“My designs are my own. I evolve them. They are like those of no other period nor people...I do not read Ruskin nor anybody nor anything that might influence my ideas. I never get them from books...They are mine and into their execution I put all my heart and force and that is why they appeal.” —Charles Rohlfs (1853–1936), House Beautiful, January 1900
Charles Rohlfs thought of himself as an American original. This charismatic furniture designer from Buffalo, New York, emphatically denied any connection to particular movements or stylistic influences. He claimed that his individual inspiration came from the natural grain of oak and his own creative imagination. He called his work “Artistic Furniture” or, simply, “The Rohlfs Style” and, in turn, cultivated an enigmatic persona that has persisted until now.

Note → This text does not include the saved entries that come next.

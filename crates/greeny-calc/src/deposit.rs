//! Deposit maturity calculations.
//!
//! Three products are offered:
//!
//! - **Fixed deposit**: a lump sum compounded quarterly
//! - **Recurring deposit**: a monthly instalment compounded monthly
//! - **Daily recurring deposit**: a daily instalment compounded daily, with a
//!   month counted as 30 days and a year as 365 days
//!
//! Recurring products are valued as an annuity due:
//!
//! ```text
//! FV = A × ((1 + r)^n − 1) / r × (1 + r)
//! ```

use std::fmt;
use std::str::FromStr;

use serde::{Deserialize, Serialize};

use crate::error::{
    ensure_non_negative, ensure_positive, ensure_representable, CalcError, CalcResult,
};

/// Days in a month for daily recurring deposits.
pub const DAYS_PER_MONTH: u32 = 30;

/// Day count basis for the daily rate.
pub const DAYS_PER_YEAR: f64 = 365.0;

/// Compounding periods per year for fixed deposits.
pub const FD_COMPOUNDING_PER_YEAR: f64 = 4.0;

/// Deposit product, identified on the website by its short code.
#[derive(Debug, Clone, Copy, PartialEq, Eq, Hash, Serialize, Deserialize)]
pub enum DepositKind {
    /// Fixed deposit (`fd`).
    #[serde(rename = "fd")]
    Fixed,
    /// Recurring deposit (`rd`).
    #[serde(rename = "rd")]
    Recurring,
    /// Daily recurring deposit (`drd`).
    #[serde(rename = "drd")]
    DailyRecurring,
}

impl DepositKind {
    /// All products, in display order.
    pub const ALL: [DepositKind; 3] = [
        DepositKind::Fixed,
        DepositKind::Recurring,
        DepositKind::DailyRecurring,
    ];

    /// Short code used by the deposit calculator form.
    pub fn code(&self) -> &'static str {
        match self {
            DepositKind::Fixed => "fd",
            DepositKind::Recurring => "rd",
            DepositKind::DailyRecurring => "drd",
        }
    }

    /// What the deposit amount means for this product.
    pub fn amount_label(&self) -> &'static str {
        match self {
            DepositKind::Fixed => "Principal Amount",
            DepositKind::Recurring => "Monthly Deposit",
            DepositKind::DailyRecurring => "Daily Deposit",
        }
    }
}

impl fmt::Display for DepositKind {
    fn fmt(&self, f: &mut fmt::Formatter<'_>) -> fmt::Result {
        let name = match self {
            DepositKind::Fixed => "Fixed Deposit",
            DepositKind::Recurring => "Recurring Deposit",
            DepositKind::DailyRecurring => "Daily Recurring Deposit",
        };
        write!(f, "{}", name)
    }
}

impl FromStr for DepositKind {
    type Err = CalcError;

    fn from_str(s: &str) -> Result<Self, Self::Err> {
        match s.trim().to_ascii_lowercase().as_str() {
            "fd" | "fixed" => Ok(DepositKind::Fixed),
            "rd" | "recurring" => Ok(DepositKind::Recurring),
            "drd" | "daily" => Ok(DepositKind::DailyRecurring),
            other => Err(CalcError::invalid_input(
                "type",
                format!("unknown deposit type '{other}', expected fd, rd or drd"),
            )),
        }
    }
}

/// Deposit tenure as entered on the form: years plus months.
#[derive(Debug, Clone, Copy, PartialEq, Eq, Default, Serialize, Deserialize)]
pub struct Tenure {
    /// Whole years.
    #[serde(default)]
    pub years: u32,
    /// Additional months.
    #[serde(default)]
    pub months: u32,
}

impl Tenure {
    /// Creates a tenure from years and months.
    pub fn new(years: u32, months: u32) -> Self {
        Self { years, months }
    }

    /// Total tenure in months.
    pub fn total_months(&self) -> u32 {
        self.years.saturating_mul(12).saturating_add(self.months)
    }
}

/// Inputs to the deposit calculator.
#[derive(Debug, Clone, Copy, PartialEq, Serialize, Deserialize)]
#[serde(tag = "type", rename_all_fields = "camelCase")]
pub enum DepositInputs {
    /// Lump sum compounded quarterly.
    #[serde(rename = "fd")]
    FixedDeposit {
        /// Amount deposited up front.
        principal: f64,
        /// Annual interest rate in percent.
        annual_rate_percent: f64,
        /// Tenure in months.
        tenure_months: u32,
    },
    /// Monthly instalments compounded monthly.
    #[serde(rename = "rd")]
    RecurringDeposit {
        /// Amount deposited every month.
        monthly_amount: f64,
        /// Annual interest rate in percent.
        annual_rate_percent: f64,
        /// Tenure in months.
        tenure_months: u32,
    },
    /// Daily instalments compounded daily.
    #[serde(rename = "drd")]
    DailyRecurringDeposit {
        /// Amount deposited every day.
        daily_amount: f64,
        /// Annual interest rate in percent.
        annual_rate_percent: f64,
        /// Tenure in months (30 days each).
        tenure_months: u32,
    },
}

impl DepositInputs {
    /// Builds inputs for any product from its kind.
    pub fn new(kind: DepositKind, amount: f64, annual_rate_percent: f64, tenure_months: u32) -> Self {
        match kind {
            DepositKind::Fixed => Self::fixed(amount, annual_rate_percent, tenure_months),
            DepositKind::Recurring => Self::recurring(amount, annual_rate_percent, tenure_months),
            DepositKind::DailyRecurring => {
                Self::daily_recurring(amount, annual_rate_percent, tenure_months)
            }
        }
    }

    /// Fixed deposit inputs.
    pub fn fixed(principal: f64, annual_rate_percent: f64, tenure_months: u32) -> Self {
        Self::FixedDeposit {
            principal,
            annual_rate_percent,
            tenure_months,
        }
    }

    /// Recurring deposit inputs.
    pub fn recurring(monthly_amount: f64, annual_rate_percent: f64, tenure_months: u32) -> Self {
        Self::RecurringDeposit {
            monthly_amount,
            annual_rate_percent,
            tenure_months,
        }
    }

    /// Daily recurring deposit inputs.
    pub fn daily_recurring(daily_amount: f64, annual_rate_percent: f64, tenure_months: u32) -> Self {
        Self::DailyRecurringDeposit {
            daily_amount,
            annual_rate_percent,
            tenure_months,
        }
    }

    /// Product of these inputs.
    pub fn kind(&self) -> DepositKind {
        match self {
            Self::FixedDeposit { .. } => DepositKind::Fixed,
            Self::RecurringDeposit { .. } => DepositKind::Recurring,
            Self::DailyRecurringDeposit { .. } => DepositKind::DailyRecurring,
        }
    }

    /// Deposit amount: lump sum, monthly or daily depending on the product.
    pub fn amount(&self) -> f64 {
        match *self {
            Self::FixedDeposit { principal, .. } => principal,
            Self::RecurringDeposit { monthly_amount, .. } => monthly_amount,
            Self::DailyRecurringDeposit { daily_amount, .. } => daily_amount,
        }
    }

    /// Annual interest rate in percent.
    pub fn annual_rate_percent(&self) -> f64 {
        match *self {
            Self::FixedDeposit {
                annual_rate_percent,
                ..
            }
            | Self::RecurringDeposit {
                annual_rate_percent,
                ..
            }
            | Self::DailyRecurringDeposit {
                annual_rate_percent,
                ..
            } => annual_rate_percent,
        }
    }

    /// Tenure in months.
    pub fn tenure_months(&self) -> u32 {
        match *self {
            Self::FixedDeposit { tenure_months, .. }
            | Self::RecurringDeposit { tenure_months, .. }
            | Self::DailyRecurringDeposit { tenure_months, .. } => tenure_months,
        }
    }

    /// Runs the maturity calculation for these inputs.
    pub fn compute(&self) -> CalcResult<DepositResult> {
        compute_deposit_maturity(*self)
    }
}

/// Maturity breakdown for a deposit.
#[derive(Debug, Clone, Copy, PartialEq, Serialize, Deserialize)]
#[serde(rename_all = "camelCase")]
pub struct DepositResult {
    /// Total amount deposited over the tenure.
    pub total_investment: f64,
    /// Interest earned at maturity.
    pub interest_earned: f64,
    /// Amount paid out at maturity.
    pub maturity_value: f64,
}

impl DepositResult {
    fn from_totals(total_investment: f64, maturity_value: f64) -> Self {
        Self {
            total_investment,
            interest_earned: maturity_value - total_investment,
            maturity_value,
        }
    }
}

/// Calculates the maturity value of a deposit.
///
/// A zero rate is accepted and yields no growth; negative rates, non-positive
/// amounts and zero tenures are rejected, as are combinations whose maturity
/// value overflows.
///
/// # Example
///
/// ```rust
/// use greeny_calc::{compute_deposit_maturity, DepositInputs};
///
/// let result = compute_deposit_maturity(DepositInputs::fixed(10_000.0, 6.0, 12)).unwrap();
/// assert!((result.maturity_value - 10_613.64).abs() < 0.01);
/// ```
pub fn compute_deposit_maturity(inputs: DepositInputs) -> CalcResult<DepositResult> {
    let amount = ensure_positive(amount_field(inputs.kind()), inputs.amount())?;
    let rate = ensure_non_negative("annualRatePercent", inputs.annual_rate_percent())? / 100.0;
    let months = inputs.tenure_months();
    if months == 0 {
        return Err(CalcError::invalid_input(
            "tenureMonths",
            "must be at least one month",
        ));
    }

    let (total_investment, maturity_value) = match inputs.kind() {
        DepositKind::Fixed => {
            let quarters = FD_COMPOUNDING_PER_YEAR * f64::from(months) / 12.0;
            let maturity = amount * (1.0 + rate / FD_COMPOUNDING_PER_YEAR).powf(quarters);
            (amount, maturity)
        }
        DepositKind::Recurring => {
            let periods = f64::from(months);
            (amount * periods, annuity_due(amount, rate / 12.0, periods))
        }
        DepositKind::DailyRecurring => {
            let days = f64::from(months) * f64::from(DAYS_PER_MONTH);
            (amount * days, annuity_due(amount, rate / DAYS_PER_YEAR, days))
        }
    };

    let field = amount_field(inputs.kind());
    Ok(DepositResult::from_totals(
        ensure_representable(field, total_investment)?,
        ensure_representable("tenureMonths", maturity_value)?,
    ))
}

fn amount_field(kind: DepositKind) -> &'static str {
    match kind {
        DepositKind::Fixed => "principal",
        DepositKind::Recurring => "monthlyAmount",
        DepositKind::DailyRecurring => "dailyAmount",
    }
}

/// Future value of `periods` instalments paid at the start of each period.
fn annuity_due(installment: f64, periodic_rate: f64, periods: f64) -> f64 {
    if periodic_rate == 0.0 {
        return installment * periods;
    }
    let growth_minus_one = (periods * periodic_rate.ln_1p()).exp_m1();
    installment * growth_minus_one / periodic_rate * (1.0 + periodic_rate)
}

The Artistic Furniture of Charles Rohlfs is the first major museum exhibition to bring together this designer’s rich body of work. Over forty of Rohlfs’ extraordinary creations will be presented in the context of groundbreaking research into the Rohlfs family archives and new documentary sources, which begin to reveal the origins of Rohlfs’ designs and the role of his wife, Anna Katharine Green. Rohlfs’ devotion to personal expression has roots in the “art for art’s sake” theories of the late-nineteenth-century Aesthetic movement. Formally, his virtuosic carving and imaginative silhouettes relate to the abstract naturalism of Art Nouveau styling, combined with a wide range of international design traditions. At the same time, Rohlfs’ innovations influenced the pared-down oak forms that became hallmarks of the Arts and Crafts movement. Combining design motifs in remarkably inventive ways, Rohlfs created furniture like none other, whose story and legacy contribute a new chapter to the history of American design.